In the meantime, “the gas guys are always scared of the EPA coming in and shutting them down.” But Shellenberger suspects that the Obama administration will take a more arms-length approach toward both the states and the industry in a second term. “It seems like there’s a bunch of stuff happening in the states, and part of me thinks if I’m Obama or the EPA it would just be easier to say, ‘Let’s see how this stuff shakes out.’ ” There are signs, he said, that both the states and the industry, rattled by the bad press over a number of incidents including those in Dimock, are taking notice, and the administration is likely to allow that evolution to play out. “Unless it looks like the states are letting it just go crazy and all sorts of terrible things are happening, you probably want that kind of organic evolution.”
That’s not to say that the White House is likely to take an entirely hands-off approach in its second term, the Brookings Institution’s Ebinger said. “I would anticipate… that you may see [new] federal guidelines in terms of reporting what chemicals are going into fracking fluids to make that more transparent.”

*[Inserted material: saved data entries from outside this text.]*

//! Thin real-time driver: wires the [`ampcore_engine::Engine`] to a `cpal`
//! input/output stream via [`ampcore_io::AudioStream`], and a stdin thread
//! for live model/cabinet reloads and preset saves.
//!
//! This binary exists to demonstrate and exercise the engine, not as a
//! product surface: it carries none of the real-time guarantees of
//! [`Engine::process`] itself, whose job is to stay out of the way of a
//! host's own audio callback.

mod args;
mod runtime_commands;

use ampcore_config::Preset;
use ampcore_engine::Engine;
use ampcore_io::{AudioStream, StreamConfig};
use clap::Parser;
use std::sync::atomic::Ordering;
use std::sync::{Arc, Mutex};

fn main() -> anyhow::Result<()> {
    use tracing_subscriber::EnvFilter;
    tracing_subscriber::fmt()
        .with_env_filter(EnvFilter::try_from_default_env().unwrap_or_else(|_| "warn".into()))
        .init();

    let cli = args::Cli::parse();
    let mut engine = Engine::new(cli.sample_rate as f32, cli.buffer_size as usize);

    if let Some(path) = &cli.preset {
        let preset = Preset::load(path)?;
        tracing::info!(name = %preset.name, path = %path.display(), "loading preset");
        engine.load_preset(&preset)?;
    }

    match &cli.model {
        Some(path) => engine.load_model(path)?,
        None => engine.load_model_default()?,
    }

    if let Some(path) = &cli.cabinet {
        engine.load_cabinet(path)?;
        engine.set_cabsim_bypass(false);
    }

    let engine = Arc::new(Mutex::new(engine));

    let stdin_engine = Arc::clone(&engine);
    std::thread::spawn(move || {
        runtime_commands::run(stdin_engine, std::io::stdin().lock());
    });

    let config = StreamConfig {
        sample_rate: cli.sample_rate,
        buffer_size: cli.buffer_size,
        input_device: cli.input.clone(),
        output_device: cli.output.clone(),
    };
    let mut stream = AudioStream::new(config)?;

    let stop = stream.stop_handle();
    ctrlc::set_handler(move || {
        println!("\nStopping...");
        stop.store(false, Ordering::SeqCst);
    })?;

    println!("ampcore running. Sample rate {} Hz, buffer {} frames.", cli.sample_rate, cli.buffer_size);
    println!("Runtime commands (stdin): json <path>, cabinet <path>, reset-meters, save-preset <path>");
    println!("Press Ctrl+C to stop...\n");

    let audio_engine = Arc::clone(&engine);
    stream.run(move |input, output| {
        let mut engine = audio_engine.lock().unwrap_or_else(|e| e.into_inner());
        engine.process(input, output);
    })?;

    println!("Done!");
    Ok(())
}
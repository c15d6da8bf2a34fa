//! The engine's numeric parameter surface: stable indices, descriptors, and
//! the string IDs a host or preset file addresses them by.
//!
//! Kept separate from [`crate::engine::Engine`]'s `ParameterInfo` impl so the
//! descriptor table (names, ranges, units) can be tested on its own.

use ampcore_dsp::{ParamDescriptor, ParamId, ParamUnit};

const PARAM_ID_BASE: u32 = 4000;

macro_rules! param_index {
    ($($variant:ident),+ $(,)?) => {
        /// Stable index into the engine's parameter table. Order matches the
        /// host-facing enumeration; do not reorder once shipped.
        #[derive(Debug, Clone, Copy, PartialEq, Eq)]
        #[repr(usize)]
        pub enum ParamIndex {
            $($variant,)+
        }

        impl ParamIndex {
            pub const COUNT: usize = param_index!(@count $($variant),+);

            pub const ALL: [ParamIndex; Self::COUNT] = [$(ParamIndex::$variant,)+];
        }
    };
    (@count $($variant:ident),+) => {
        <[()]>::len(&[$(param_index!(@unit $variant)),+])
    };
    (@unit $variant:ident) => { () };
}

param_index! {
    Antialiasing,
    Pregain,
    NetBypass,
    EqBypass,
    EqPos,
    Bass,
    Bfreq,
    Mid,
    Mfreq,
    Midq,
    Mtype,
    Treble,
    Tfreq,
    Depth,
    Presence,
    Master,
    CabsimBypass,
    Bypass,
    Param1,
    Param2,
    ModelInputSize,
    MeterIn,
    MeterOut,
}

/// Descriptor for each parameter, by [`ParamIndex`]. Mirrors the host
/// parameter surface: string IDs double as preset keys.
pub fn descriptor(index: ParamIndex) -> ParamDescriptor {
    let id = |offset: u32, string_id: &'static str, desc: ParamDescriptor| {
        desc.with_id(ParamId(PARAM_ID_BASE + offset), string_id)
    };

    match index {
        ParamIndex::Antialiasing => id(
            0,
            "ANTIALIASING",
            ParamDescriptor { unit: ParamUnit::Percent, ..ParamDescriptor::gain_db("Antialiasing", "AAFilt", 0.0, 100.0, 0.0) },
        ),
        ParamIndex::Pregain => id(1, "PREGAIN", ParamDescriptor::gain_db("Pre Gain", "PreGain", -12.0, 3.0, 0.0)),
        ParamIndex::NetBypass => id(
            2,
            "NETBYPASS",
            ParamDescriptor { step: 1.0, ..ParamDescriptor::gain_db("Model Bypass", "NetByp", 0.0, 1.0, 0.0) },
        ),
        ParamIndex::EqBypass => id(
            3,
            "EQBYPASS",
            ParamDescriptor { step: 1.0, ..ParamDescriptor::gain_db("Tone Stack Bypass", "EqByp", 0.0, 1.0, 0.0) },
        ),
        ParamIndex::EqPos => id(
            4,
            "EQPOS",
            ParamDescriptor { step: 1.0, ..ParamDescriptor::gain_db("Tone Stack Position", "EqPos", 0.0, 1.0, 0.0) },
        ),
        ParamIndex::Bass => id(5, "BASS", ParamDescriptor::gain_db("Bass", "Bass", -8.0, 8.0, 0.0)),
        ParamIndex::Bfreq => id(6, "BFREQ", ParamDescriptor::rate_hz(75.0, 600.0, 150.0)),
        ParamIndex::Mid => id(7, "MID", ParamDescriptor::gain_db("Mid", "Mid", -8.0, 8.0, 0.0)),
        ParamIndex::Mfreq => id(8, "MFREQ", ParamDescriptor::rate_hz(150.0, 5000.0, 800.0)),
        ParamIndex::Midq => id(
            9,
            "MIDQ",
            ParamDescriptor { unit: ParamUnit::None, ..ParamDescriptor::gain_db("Mid Q", "MidQ", 0.2, 5.0, 1.0) },
        ),
        ParamIndex::Mtype => id(
            10,
            "MTYPE",
            ParamDescriptor { step: 1.0, ..ParamDescriptor::gain_db("Mid Type", "MidType", 0.0, 1.0, 0.0) },
        ),
        ParamIndex::Treble => id(11, "TREBLE", ParamDescriptor::gain_db("Treble", "Treble", -8.0, 8.0, 0.0)),
        ParamIndex::Tfreq => id(12, "TFREQ", ParamDescriptor::rate_hz(1000.0, 4000.0, 2000.0)),
        ParamIndex::Depth => id(13, "DEPTH", ParamDescriptor::gain_db("Depth", "Depth", -8.0, 8.0, 0.0)),
        ParamIndex::Presence => id(14, "PRESENCE", ParamDescriptor::gain_db("Presence", "Presence", -8.0, 8.0, 0.0)),
        ParamIndex::Master => id(15, "MASTER", ParamDescriptor::gain_db("Master", "Master", -15.0, 15.0, 0.0)),
        ParamIndex::CabsimBypass => id(
            16,
            "CABSIMBYPASS",
            ParamDescriptor { step: 1.0, ..ParamDescriptor::gain_db("Cab Sim Bypass", "CabByp", 0.0, 1.0, 0.0) },
        ),
        ParamIndex::Bypass => id(
            17,
            "Bypass",
            ParamDescriptor { step: 1.0, ..ParamDescriptor::gain_db("Bypass", "Bypass", 0.0, 1.0, 0.0) },
        ),
        ParamIndex::Param1 => id(18, "PARAM1", ParamDescriptor { unit: ParamUnit::None, ..ParamDescriptor::mix() }),
        ParamIndex::Param2 => id(19, "PARAM2", ParamDescriptor { unit: ParamUnit::None, ..ParamDescriptor::mix() }),
        ParamIndex::ModelInputSize => id(
            20,
            "ModelInputSize",
            ParamDescriptor {
                unit: ParamUnit::None,
                flags: ampcore_dsp::ParamFlags::READ_ONLY,
                ..ParamDescriptor::gain_db("Model Input Size", "NetIO", 0.0, 3.0, 0.0)
            },
        ),
        ParamIndex::MeterIn => id(
            21,
            "MeterIn",
            ParamDescriptor {
                unit: ParamUnit::None,
                flags: ampcore_dsp::ParamFlags::READ_ONLY,
                ..ParamDescriptor::gain_db("Input Meter", "MeterIn", 0.0, 2.0, 0.0)
            },
        ),
        ParamIndex::MeterOut => id(
            22,
            "MeterOut",
            ParamDescriptor {
                unit: ParamUnit::None,
                flags: ampcore_dsp::ParamFlags::READ_ONLY,
                ..ParamDescriptor::gain_db("Output Meter", "MeterOut", 0.0, 2.0, 0.0)
            },
        ),
    }
}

But by and large, Ebinger expects that the second Obama term will look much like the first. “The debate is still out. However, I think that by the time the EPA gives a final ruling on fracking, we’re going to be up to about 50 to 55 percent of our total natural gas supply coming from fracking, and it’s hard to imagine that anything draconian would happen.”
To him, the most likely outcome is “benign neglect.” In other words, Ebinger said, despite the overheated rhetoric from the President’s opponents during the campaign, and despite the most fervent wishes of his nominal supporters, when it comes to natural gas, the second Obama term will probably be indistinguishable from the first. “I don’t think there are going to be any big changes.”